- _Exercise goal_
Match the word "global". Return each line of the data below where it appears.

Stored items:
☆ ☆ ☆ ☆ ☆

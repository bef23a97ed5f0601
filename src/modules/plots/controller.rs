//! PNG plots proxied from the analysis backend.
//!
//! Plots are rendered by the backend's pipeline; these handlers only pick
//! the right endpoint and pass the bytes through.

use anyhow::anyhow;
use axum::{
    extract::{Path, State},
    http::header::{CACHE_CONTROL, CONTENT_TYPE},
    response::{IntoResponse, Response},
};
use prism_client::PlotImage;
use prism_core::{AppError, ErrorResponse};
use prism_models::{AssignmentId, AssignmentPlot, CourseId, CoursePlot, SemesterId};
use tracing::instrument;

use crate::metrics::track_plot_served;
use crate::middleware::auth::AuthSession;
use crate::modules::backend_failure;
use crate::state::AppState;

fn png_response(image: PlotImage) -> Response {
    (
        [
            (CONTENT_TYPE, image.content_type),
            (CACHE_CONTROL, "private, max-age=60".to_string()),
        ],
        image.bytes,
    )
        .into_response()
}

#[utoipa::path(
    get,
    path = "/api/assignments/{assignment}/plots/{kind}",
    params(
        ("assignment" = i64, Path, description = "Assignment id"),
        ("kind" = AssignmentPlot, Path, description = "similarity, distribution or similarity-interval")
    ),
    responses(
        (status = 200, description = "Plot image", content_type = "image/png", body = Vec<u8>),
        (status = 303, description = "Session check redirect"),
        (status = 404, description = "Unknown plot kind or assignment", body = ErrorResponse)
    ),
    security(("session_cookie" = [])),
    tag = "Plots"
)]
#[instrument(skip_all, fields(assignment = %assignment, kind = %kind))]
pub async fn assignment_plot(
    State(state): State<AppState>,
    auth: AuthSession,
    Path((assignment, kind)): Path<(AssignmentId, String)>,
) -> Result<Response, AppError> {
    let plot: AssignmentPlot = kind.parse().map_err(|e: String| AppError::not_found(anyhow!(e)))?;

    let image = state
        .backend
        .assignment_plot(&auth.session, assignment, plot)
        .await
        .map_err(backend_failure)?;

    track_plot_served(plot.as_str());
    Ok(png_response(image))
}

#[utoipa::path(
    get,
    path = "/api/courses/{course}/semesters/{semester}/plots/{kind}",
    params(
        ("course" = i64, Path, description = "Course instance id"),
        ("semester" = i64, Path, description = "Semester id"),
        ("kind" = CoursePlot, Path, description = "kmeans-clusters or kmeans-pairs")
    ),
    responses(
        (status = 200, description = "Plot image", content_type = "image/png", body = Vec<u8>),
        (status = 303, description = "Session check redirect"),
        (status = 404, description = "Unknown plot kind or course", body = ErrorResponse)
    ),
    security(("session_cookie" = [])),
    tag = "Plots"
)]
#[instrument(skip_all, fields(course = %course, semester = %semester, kind = %kind))]
pub async fn course_plot(
    State(state): State<AppState>,
    auth: AuthSession,
    Path((course, semester, kind)): Path<(CourseId, SemesterId, String)>,
) -> Result<Response, AppError> {
    let plot: CoursePlot = kind.parse().map_err(|e: String| AppError::not_found(anyhow!(e)))?;

    let image = state
        .backend
        .course_plot(&auth.session, course, semester, plot)
        .await
        .map_err(backend_failure)?;

    track_plot_served(plot.as_str());
    Ok(png_response(image))
}
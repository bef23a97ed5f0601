use crate::modules::cheating::controller::{list_confirmed_cheaters, list_flagged_students};
use crate::state::AppState;
use axum::{Router, routing::get};

pub fn init_cheating_router() -> Router<AppState> {
    Router::new()
        .route("/flagged-students", get(list_flagged_students))
        .route("/confirmed-cheaters", get(list_confirmed_cheaters))
}
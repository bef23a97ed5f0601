//! Request logging and tracing subscriber setup.
//!
//! Console output is filtered by `RUST_LOG`. Errors go to a daily rolling
//! file and everything at `info` to a JSON file for log shippers, both
//! under `LOG_DIR` (default `storage/logs`). Spans are exported over OTLP
//! when `OTEL_EXPORTER_OTLP_ENDPOINT` is set.

use std::time::Instant;

use axum::{
    extract::{MatchedPath, Request},
    http::{HeaderName, HeaderValue},
    middleware::Next,
    response::Response,
};
use opentelemetry::{KeyValue, global, trace::TraceError};
use opentelemetry_otlp::WithExportConfig;
use opentelemetry_sdk::{
    Resource,
    propagation::TraceContextPropagator,
    runtime,
    trace::{RandomIdGenerator, Sampler, Tracer},
};
use opentelemetry_semantic_conventions::resource::{SERVICE_NAME, SERVICE_VERSION};
use tracing::{Instrument, Level, error, info, info_span, warn};
use tracing_appender::rolling::{RollingFileAppender, Rotation};
use tracing_subscriber::{EnvFilter, Layer, fmt, layer::SubscriberExt, util::SubscriberInitExt};

pub const REQUEST_ID_HEADER: HeaderName = HeaderName::from_static("x-request-id");

/// Logs one line per request and tags the response with `x-request-id`.
///
/// An incoming `x-request-id` is reused so ids line up with an upstream proxy.
pub async fn logging_middleware(req: Request, next: Next) -> Response {
    let start = Instant::now();
    let method = req.method().clone();
    let path = req
        .extensions()
        .get::<MatchedPath>()
        .map(|p| p.as_str().to_string())
        .unwrap_or_else(|| req.uri().path().to_string());

    let request_id = req
        .headers()
        .get(&REQUEST_ID_HEADER)
        .and_then(|v| v.to_str().ok())
        .filter(|v| !v.is_empty() && v.len() <= 128)
        .map(str::to_string)
        .unwrap_or_else(|| uuid::Uuid::new_v4().to_string());

    let span = info_span!("request", request_id = %request_id, method = %method, path = %path);
    let mut response = next.run(req).instrument(span.clone()).await;

    let latency_ms = start.elapsed().as_millis();
    let status = response.status().as_u16();
    let _guard = span.enter();

    let level = status_level(status);
    if level == Level::ERROR {
        error!(status, latency_ms = %latency_ms, "Server error");
    } else if level == Level::WARN {
        warn!(status, latency_ms = %latency_ms, "Client error");
    } else {
        info!(status, latency_ms = %latency_ms, "Request completed");
    }

    if let Ok(value) = HeaderValue::from_str(&request_id) {
        response.headers_mut().insert(REQUEST_ID_HEADER, value);
    }

    response
}

fn status_level(status: u16) -> Level {
    match status {
        500..=599 => Level::ERROR,
        400..=499 => Level::WARN,
        _ => Level::INFO,
    }
}

fn init_tracer(endpoint: String) -> Result<Tracer, TraceError> {
    global::set_text_map_propagator(TraceContextPropagator::new());

    let resource = Resource::new(vec![
        KeyValue::new(SERVICE_NAME, "prism-dashboard"),
        KeyValue::new(SERVICE_VERSION, env!("CARGO_PKG_VERSION")),
        KeyValue::new(
            "environment",
            std::env::var("ENVIRONMENT").unwrap_or_else(|_| "development".to_string()),
        ),
    ]);

    opentelemetry_otlp::new_pipeline()
        .tracing()
        .with_exporter(
            opentelemetry_otlp::new_exporter()
                .tonic()
                .with_endpoint(endpoint),
        )
        .with_trace_config(
            opentelemetry_sdk::trace::Config::default()
                .with_sampler(Sampler::AlwaysOn)
                .with_id_generator(RandomIdGenerator::default())
                .with_resource(resource),
        )
        .install_batch(runtime::Tokio)
}

/// Installs the global subscriber.
///
/// # Errors
///
/// Fails when the log directory cannot be created; the caller may carry on
/// without file logging.
pub fn init_tracing() -> std::io::Result<()> {
    let log_dir = std::env::var("LOG_DIR").unwrap_or_else(|_| "storage/logs".to_string());

    let console_filter = EnvFilter::try_from_default_env().unwrap_or_else(|_| {
        EnvFilter::new(format!(
            "{}=info,prism_client=info,tower_http=warn,axum::rejection=trace",
            env!("CARGO_CRATE_NAME")
        ))
    });
    let console_layer = fmt::layer()
        .with_target(false)
        .with_file(true)
        .with_line_number(true)
        .compact()
        .with_filter(console_filter);

    if let Err(e) = std::fs::create_dir_all(&log_dir) {
        tracing_subscriber::registry().with(console_layer).init();
        return Err(e);
    }

    let file_layer = fmt::layer()
        .with_writer(RollingFileAppender::new(Rotation::DAILY, &log_dir, "prism.log"))
        .with_target(false)
        .with_file(true)
        .with_line_number(true)
        .with_ansi(false)
        .with_filter(EnvFilter::new("error"));

    let json_layer = fmt::layer()
        .json()
        .with_writer(RollingFileAppender::new(Rotation::DAILY, &log_dir, "prism.json"))
        .with_current_span(true)
        .with_span_list(true)
        .with_filter(EnvFilter::new("info"));

    let otel_layer = match std::env::var("OTEL_EXPORTER_OTLP_ENDPOINT") {
        Ok(endpoint) if !endpoint.trim().is_empty() => match init_tracer(endpoint) {
            Ok(tracer) => Some(tracing_opentelemetry::layer().with_tracer(tracer)),
            Err(e) => {
                eprintln!("Failed to initialize OpenTelemetry: {e}. Continuing without it");
                None
            }
        },
        _ => None,
    };
    let otel_enabled = otel_layer.is_some();

    tracing_subscriber::registry()
        .with(console_layer)
        .with(file_layer)
        .with(json_layer)
        .with(otel_layer)
        .init();

    info!(log_dir = %log_dir, otel = otel_enabled, "Tracing initialized");
    Ok(())
}

pub async fn shutdown_tracer() {
    global::shutdown_tracer_provider();
    info!("OpenTelemetry tracer shut down");
}

#[cfg(test)]
mod tests {
    use super::*;

    #[test]
    fn test_status_level() {
        assert_eq!(status_level(200), Level::INFO);
        assert_eq!(status_level(303), Level::INFO);
        assert_eq!(status_level(404), Level::WARN);
        assert_eq!(status_level(502), Level::ERROR);
    }
}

☆ ☆ ☆ ☆ ☆

- _Output_
use opentelemetry::{KeyValue, global, trace::TraceError};
    global::set_text_map_propagator(TraceContextPropagator::new());
/// Installs the global subscriber.
    global::shutdown_tracer_provider();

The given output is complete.